| Description of the task |
Begin with the line containing "the top-left pixel." and end with the last line of the data below; return those lines exactly, and only those.

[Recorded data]

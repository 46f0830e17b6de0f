//! Raster image data types

use crate::retrieval::common::error::{Result, RetrievalError};

/// Represents a decoded raster image
#[derive(Debug, Clone)]
pub struct RasterImage {
    /// Width of the image in pixels
    pub width: usize,
    /// Height of the image in pixels
    pub height: usize,
    /// Bits per channel as originally decoded (e.g., 8 for a 255-valued file)
    pub decoded_bits: u32,
    /// Bits per channel the samples currently occupy; lowered by every
    /// depth reduction, so later passes never shift from stale state
    pub effective_bits: u32,
    /// Row-major RGB triples, `width * height` entries
    pub pixels: Vec<[u16; 3]>,
}

impl RasterImage {
    /// Assembles an image from already-decoded parts.
    ///
    /// Checks the structural invariants so readers and tests cannot hand
    /// out an image whose pixel buffer disagrees with its dimensions or
    /// whose samples overflow the stated depth.
    pub fn from_pixels(
        width: usize,
        height: usize,
        bits: u32,
        pixels: Vec<[u16; 3]>,
    ) -> Result<Self> {
        if bits == 0 || bits > u16::BITS {
            return Err(RetrievalError::FormatError(format!(
                "unsupported bit depth {bits}"
            )));
        }
        if pixels.len() != width * height {
            return Err(RetrievalError::FormatError(format!(
                "{} pixels for a {}x{} image",
                pixels.len(),
                width,
                height
            )));
        }
        let limit = 1u32 << bits;
        for pixel in &pixels {
            for &channel in pixel {
                if u32::from(channel) >= limit {
                    return Err(RetrievalError::FormatError(format!(
                        "sample {channel} does not fit in {bits} bits"
                    )));
                }
            }
        }

        Ok(Self {
            width,
            height,
            decoded_bits: bits,
            effective_bits: bits,
            pixels,
        })
    }

    /// Returns the RGB triple at `(x, y)`, with `(0, 0)` the top-left pixel.
    pub fn get_pixel(&self, x: usize, y: usize) -> Result<[u16; 3]> {
        if x >= self.width || y >= self.height {
            return Err(RetrievalError::PixelOutOfBounds {
                x,
                y,
                width: self.width,
                height: self.height,
            });
        }
        Ok(self.pixels[y * self.width + x])
    }
}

| Task answer |
    /// Returns the RGB triple at `(x, y)`, with `(0, 0)` the top-left pixel.
    pub fn get_pixel(&self, x: usize, y: usize) -> Result<[u16; 3]> {
        if x >= self.width || y >= self.height {
            return Err(RetrievalError::PixelOutOfBounds {
                x,
                y,
                width: self.width,
                height: self.height,
            });
        }
        Ok(self.pixels[y * self.width + x])
    }
}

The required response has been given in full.